_Task brief_: Count the lines below that contain the word "FormatEvent", and reply with that number alone.

_Data excerpts_:
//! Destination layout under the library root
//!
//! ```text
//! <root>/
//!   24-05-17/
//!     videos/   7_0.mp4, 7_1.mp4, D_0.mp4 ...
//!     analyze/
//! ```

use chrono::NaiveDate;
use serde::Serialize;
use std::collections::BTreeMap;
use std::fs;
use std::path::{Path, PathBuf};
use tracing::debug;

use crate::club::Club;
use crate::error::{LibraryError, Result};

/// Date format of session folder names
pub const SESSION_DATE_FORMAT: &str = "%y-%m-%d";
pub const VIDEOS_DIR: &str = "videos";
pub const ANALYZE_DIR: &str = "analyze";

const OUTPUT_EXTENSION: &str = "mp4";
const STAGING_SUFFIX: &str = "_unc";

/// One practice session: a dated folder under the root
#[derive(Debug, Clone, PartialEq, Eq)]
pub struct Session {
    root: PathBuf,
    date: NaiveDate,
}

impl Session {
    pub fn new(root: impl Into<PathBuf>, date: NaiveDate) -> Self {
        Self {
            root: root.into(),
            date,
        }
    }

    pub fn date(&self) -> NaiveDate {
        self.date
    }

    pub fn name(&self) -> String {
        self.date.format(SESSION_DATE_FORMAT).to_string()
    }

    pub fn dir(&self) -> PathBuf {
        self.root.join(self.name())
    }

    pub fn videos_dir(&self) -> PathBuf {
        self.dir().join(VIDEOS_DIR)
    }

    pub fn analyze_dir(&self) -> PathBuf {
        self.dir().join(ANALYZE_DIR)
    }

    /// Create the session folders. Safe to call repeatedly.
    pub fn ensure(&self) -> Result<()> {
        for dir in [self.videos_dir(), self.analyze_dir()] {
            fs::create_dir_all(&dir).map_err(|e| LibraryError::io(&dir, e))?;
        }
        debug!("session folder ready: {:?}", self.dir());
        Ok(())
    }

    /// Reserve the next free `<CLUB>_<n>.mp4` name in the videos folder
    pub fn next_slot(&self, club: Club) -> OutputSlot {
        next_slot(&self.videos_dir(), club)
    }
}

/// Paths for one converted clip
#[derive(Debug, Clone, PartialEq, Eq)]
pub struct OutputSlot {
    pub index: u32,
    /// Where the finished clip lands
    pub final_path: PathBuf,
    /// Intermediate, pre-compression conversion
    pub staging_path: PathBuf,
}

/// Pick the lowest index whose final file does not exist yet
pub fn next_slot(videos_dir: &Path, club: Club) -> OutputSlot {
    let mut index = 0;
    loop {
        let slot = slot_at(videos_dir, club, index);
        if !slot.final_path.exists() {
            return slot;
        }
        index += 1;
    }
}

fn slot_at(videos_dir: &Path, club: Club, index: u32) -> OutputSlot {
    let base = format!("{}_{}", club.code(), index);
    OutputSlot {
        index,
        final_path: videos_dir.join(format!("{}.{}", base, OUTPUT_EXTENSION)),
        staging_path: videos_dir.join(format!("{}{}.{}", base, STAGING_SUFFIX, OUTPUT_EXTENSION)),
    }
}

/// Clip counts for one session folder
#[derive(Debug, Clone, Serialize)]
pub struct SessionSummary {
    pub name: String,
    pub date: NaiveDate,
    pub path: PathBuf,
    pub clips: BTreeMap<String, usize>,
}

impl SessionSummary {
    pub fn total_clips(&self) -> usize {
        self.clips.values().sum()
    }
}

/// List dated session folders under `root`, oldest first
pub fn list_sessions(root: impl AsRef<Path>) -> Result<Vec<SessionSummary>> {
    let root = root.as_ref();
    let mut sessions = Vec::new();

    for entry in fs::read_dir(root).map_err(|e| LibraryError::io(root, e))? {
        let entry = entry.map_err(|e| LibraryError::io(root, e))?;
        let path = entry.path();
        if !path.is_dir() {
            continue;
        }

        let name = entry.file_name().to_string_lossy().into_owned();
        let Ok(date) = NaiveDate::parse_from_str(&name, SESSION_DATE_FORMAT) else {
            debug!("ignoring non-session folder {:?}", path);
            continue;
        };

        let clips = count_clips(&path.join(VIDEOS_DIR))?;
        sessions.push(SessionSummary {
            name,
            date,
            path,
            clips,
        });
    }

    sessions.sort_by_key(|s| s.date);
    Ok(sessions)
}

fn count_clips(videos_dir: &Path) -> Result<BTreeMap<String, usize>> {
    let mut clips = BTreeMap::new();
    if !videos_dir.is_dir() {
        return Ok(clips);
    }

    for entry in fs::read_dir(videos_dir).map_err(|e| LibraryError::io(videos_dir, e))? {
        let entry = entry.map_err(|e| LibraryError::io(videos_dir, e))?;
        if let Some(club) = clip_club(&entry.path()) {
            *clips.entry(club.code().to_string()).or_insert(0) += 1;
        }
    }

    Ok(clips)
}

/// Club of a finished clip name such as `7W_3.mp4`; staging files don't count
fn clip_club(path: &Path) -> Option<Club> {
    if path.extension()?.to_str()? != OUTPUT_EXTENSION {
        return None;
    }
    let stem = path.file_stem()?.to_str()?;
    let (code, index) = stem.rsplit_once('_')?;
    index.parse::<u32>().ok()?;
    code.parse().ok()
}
* * *
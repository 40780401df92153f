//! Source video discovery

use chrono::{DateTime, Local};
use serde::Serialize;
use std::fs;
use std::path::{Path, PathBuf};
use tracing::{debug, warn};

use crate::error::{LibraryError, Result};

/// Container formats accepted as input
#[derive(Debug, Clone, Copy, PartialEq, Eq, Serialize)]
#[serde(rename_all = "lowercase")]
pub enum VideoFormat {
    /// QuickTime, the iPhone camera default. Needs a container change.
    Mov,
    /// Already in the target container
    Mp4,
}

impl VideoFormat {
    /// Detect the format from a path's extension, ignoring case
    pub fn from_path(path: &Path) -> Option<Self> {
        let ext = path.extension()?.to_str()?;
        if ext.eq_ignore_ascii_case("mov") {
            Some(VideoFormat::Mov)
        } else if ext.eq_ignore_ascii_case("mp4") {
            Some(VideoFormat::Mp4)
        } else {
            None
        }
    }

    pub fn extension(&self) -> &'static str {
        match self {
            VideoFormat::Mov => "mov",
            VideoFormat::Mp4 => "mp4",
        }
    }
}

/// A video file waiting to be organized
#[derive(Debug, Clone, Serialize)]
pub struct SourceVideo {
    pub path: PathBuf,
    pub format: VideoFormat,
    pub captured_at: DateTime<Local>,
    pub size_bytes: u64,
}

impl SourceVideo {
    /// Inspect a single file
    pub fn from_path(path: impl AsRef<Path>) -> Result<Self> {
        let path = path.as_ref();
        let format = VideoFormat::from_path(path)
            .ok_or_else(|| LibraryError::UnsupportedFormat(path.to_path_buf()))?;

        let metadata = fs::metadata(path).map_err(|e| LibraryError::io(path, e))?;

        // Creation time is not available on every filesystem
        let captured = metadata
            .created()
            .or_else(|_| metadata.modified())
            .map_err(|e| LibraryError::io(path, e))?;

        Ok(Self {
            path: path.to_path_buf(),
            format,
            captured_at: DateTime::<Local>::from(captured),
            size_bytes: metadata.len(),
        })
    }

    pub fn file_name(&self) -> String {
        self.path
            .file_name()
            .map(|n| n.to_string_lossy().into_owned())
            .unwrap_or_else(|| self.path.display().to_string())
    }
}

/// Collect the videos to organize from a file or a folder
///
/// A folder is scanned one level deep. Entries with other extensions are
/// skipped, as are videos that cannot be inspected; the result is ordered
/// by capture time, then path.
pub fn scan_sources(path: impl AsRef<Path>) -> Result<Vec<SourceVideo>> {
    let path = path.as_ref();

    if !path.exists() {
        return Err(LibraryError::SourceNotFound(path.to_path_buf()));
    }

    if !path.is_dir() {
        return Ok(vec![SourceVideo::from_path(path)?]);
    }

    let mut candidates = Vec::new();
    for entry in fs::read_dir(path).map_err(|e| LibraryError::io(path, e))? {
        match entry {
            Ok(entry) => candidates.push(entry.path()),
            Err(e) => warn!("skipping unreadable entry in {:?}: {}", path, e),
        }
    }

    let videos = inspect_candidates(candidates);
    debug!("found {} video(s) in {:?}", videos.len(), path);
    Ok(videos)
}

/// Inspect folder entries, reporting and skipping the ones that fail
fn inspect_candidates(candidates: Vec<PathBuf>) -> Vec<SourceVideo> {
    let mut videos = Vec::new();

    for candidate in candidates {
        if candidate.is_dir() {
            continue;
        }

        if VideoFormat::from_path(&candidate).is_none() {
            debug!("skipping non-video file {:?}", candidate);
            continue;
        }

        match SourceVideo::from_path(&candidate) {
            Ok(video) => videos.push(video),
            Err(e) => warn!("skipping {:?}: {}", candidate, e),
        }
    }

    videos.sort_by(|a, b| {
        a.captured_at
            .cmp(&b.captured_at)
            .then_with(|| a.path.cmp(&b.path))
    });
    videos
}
* * *
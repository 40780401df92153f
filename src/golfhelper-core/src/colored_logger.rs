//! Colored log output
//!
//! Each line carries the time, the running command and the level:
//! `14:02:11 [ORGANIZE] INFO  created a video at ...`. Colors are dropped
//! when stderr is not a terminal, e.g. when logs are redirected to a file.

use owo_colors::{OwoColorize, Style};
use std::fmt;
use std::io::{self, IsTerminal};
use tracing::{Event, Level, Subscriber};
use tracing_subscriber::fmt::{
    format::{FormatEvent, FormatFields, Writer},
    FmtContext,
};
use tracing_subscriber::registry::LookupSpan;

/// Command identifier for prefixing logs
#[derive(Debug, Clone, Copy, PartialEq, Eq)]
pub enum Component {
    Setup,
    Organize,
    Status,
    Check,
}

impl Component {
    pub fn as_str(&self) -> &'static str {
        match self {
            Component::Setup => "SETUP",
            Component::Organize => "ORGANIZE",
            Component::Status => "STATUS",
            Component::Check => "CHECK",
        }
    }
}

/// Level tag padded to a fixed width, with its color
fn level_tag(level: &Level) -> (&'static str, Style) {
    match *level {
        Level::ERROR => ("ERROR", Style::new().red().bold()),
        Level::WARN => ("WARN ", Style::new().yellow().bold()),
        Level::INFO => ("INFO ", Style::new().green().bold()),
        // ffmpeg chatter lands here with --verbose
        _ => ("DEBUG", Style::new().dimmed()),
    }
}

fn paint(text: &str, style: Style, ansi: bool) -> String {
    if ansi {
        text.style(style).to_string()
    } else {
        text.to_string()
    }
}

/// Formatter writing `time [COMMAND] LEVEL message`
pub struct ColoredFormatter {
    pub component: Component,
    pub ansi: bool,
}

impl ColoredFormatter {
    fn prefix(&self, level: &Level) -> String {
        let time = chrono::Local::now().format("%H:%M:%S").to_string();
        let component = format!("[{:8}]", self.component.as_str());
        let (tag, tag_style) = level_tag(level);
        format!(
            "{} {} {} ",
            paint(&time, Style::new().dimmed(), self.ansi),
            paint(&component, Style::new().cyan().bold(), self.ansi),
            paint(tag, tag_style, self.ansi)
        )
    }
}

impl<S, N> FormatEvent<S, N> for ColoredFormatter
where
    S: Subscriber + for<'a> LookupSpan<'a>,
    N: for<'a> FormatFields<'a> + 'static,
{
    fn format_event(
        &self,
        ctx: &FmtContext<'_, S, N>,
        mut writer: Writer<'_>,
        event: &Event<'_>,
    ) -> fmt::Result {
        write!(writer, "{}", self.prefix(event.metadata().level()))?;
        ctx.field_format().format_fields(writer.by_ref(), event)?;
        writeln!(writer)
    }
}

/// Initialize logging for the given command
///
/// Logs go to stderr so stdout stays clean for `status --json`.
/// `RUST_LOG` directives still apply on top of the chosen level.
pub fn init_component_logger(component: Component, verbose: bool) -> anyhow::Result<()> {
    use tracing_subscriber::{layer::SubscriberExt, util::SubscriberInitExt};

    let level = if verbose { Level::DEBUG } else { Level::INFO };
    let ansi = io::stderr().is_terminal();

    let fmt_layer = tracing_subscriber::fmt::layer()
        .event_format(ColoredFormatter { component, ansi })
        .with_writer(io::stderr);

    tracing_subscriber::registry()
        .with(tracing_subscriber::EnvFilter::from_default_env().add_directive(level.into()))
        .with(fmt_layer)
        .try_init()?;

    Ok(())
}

_Written solution_: 2